> Activity:
Return the lines of the data below in which the string "warn" occurs.

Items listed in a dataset
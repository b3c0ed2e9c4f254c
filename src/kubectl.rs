//! Drain tool invocation
//!
//! Draining and labeling go through the kubectl binary rather than the API so
//! the controller inherits kubectl's eviction semantics (PodDisruptionBudgets,
//! daemonset handling) without reimplementing them. Exit status 0 is success.

use std::time::Duration;

use async_trait::async_trait;
use tokio::process::Command;
use tokio::time::Instant;
use tracing::{debug, warn};

use crate::error::{Result, SentinelError};

/// Abstract drain tool operations consumed by the controller
#[async_trait]
pub trait NodeDrain: Send + Sync {
    /// Drain the node, retrying failed attempts until the timeout elapses
    async fn drain(&self, node_name: &str, timeout: Duration, retry_interval: Duration)
        -> Result<()>;

    /// Apply a label to the node
    async fn label(&self, node_name: &str, key: &str, value: &str) -> Result<()>;
}

/// kubectl subprocess runner
pub struct KubectlRunner {
    path: String,
}

impl KubectlRunner {
    /// Create a runner for the kubectl binary at `path`
    pub fn new(path: impl Into<String>) -> Self {
        Self { path: path.into() }
    }

    async fn run(&self, args: &[&str]) -> Result<()> {
        debug!(command = %self.path, args = ?args, "invoking drain tool");
        let output = Command::new(&self.path)
            .args(args)
            .output()
            .await
            .map_err(|e| SentinelError::drain(format!("failed to invoke {}: {e}", self.path)))?;
        if output.status.success() {
            return Ok(());
        }
        let stderr = String::from_utf8_lossy(&output.stderr).trim().to_string();
        Err(SentinelError::drain(format!(
            "{} exited with {}: {stderr}",
            self.path, output.status
        )))
    }
}

#[async_trait]
impl NodeDrain for KubectlRunner {
    async fn drain(
        &self,
        node_name: &str,
        timeout: Duration,
        retry_interval: Duration,
    ) -> Result<()> {
        let deadline = Instant::now() + timeout;
        let timeout_arg = format!("--timeout={}s", timeout.as_secs());
        loop {
            let result = self
                .run(&[
                    "drain",
                    node_name,
                    "--ignore-daemonsets",
                    "--delete-emptydir-data",
                    "--force",
                    &timeout_arg,
                ])
                .await;
            let err = match result {
                Ok(()) => return Ok(()),
                Err(err) => err,
            };
            if Instant::now() + retry_interval >= deadline {
                return Err(SentinelError::drain(format!(
                    "drain of node {node_name} failed: {err}"
                )));
            }
            warn!(node = %node_name, error = %err, "node drain attempt failed, retrying");
            tokio::time::sleep(retry_interval).await;
        }
    }

    async fn label(&self, node_name: &str, key: &str, value: &str) -> Result<()> {
        let label_arg = format!("{key}={value}");
        self.run(&["label", "node", node_name, &label_arg, "--overwrite"])
            .await
    }
}

#[cfg(test)]
mod tests {
    use super::*;

    #[tokio::test]
    async fn test_drain_succeeds_on_zero_exit() {
        let runner = KubectlRunner::new("/bin/true");
        let result = runner
            .drain("node-1", Duration::from_secs(1), Duration::from_secs(1))
            .await;
        assert!(result.is_ok());
    }

    #[tokio::test]
    async fn test_drain_fails_on_nonzero_exit() {
        let runner = KubectlRunner::new("/bin/false");
        let result = runner
            .drain("node-1", Duration::from_secs(0), Duration::from_secs(1))
            .await;
        assert!(result.is_err());
    }

    #[tokio::test]
    async fn test_drain_fails_on_missing_binary() {
        let runner = KubectlRunner::new("/nonexistent/kubectl");
        let result = runner
            .drain("node-1", Duration::from_secs(0), Duration::from_secs(1))
            .await;
        assert!(result.is_err());
    }

    #[tokio::test]
    async fn test_label_succeeds_on_zero_exit() {
        let runner = KubectlRunner::new("/bin/true");
        assert!(runner.label("node-1", "exclude", "true").await.is_ok());
    }
}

> Exercise result:
use tracing::{debug, warn};
            warn!(node = %node_name, error = %err, "node drain attempt failed, retrying");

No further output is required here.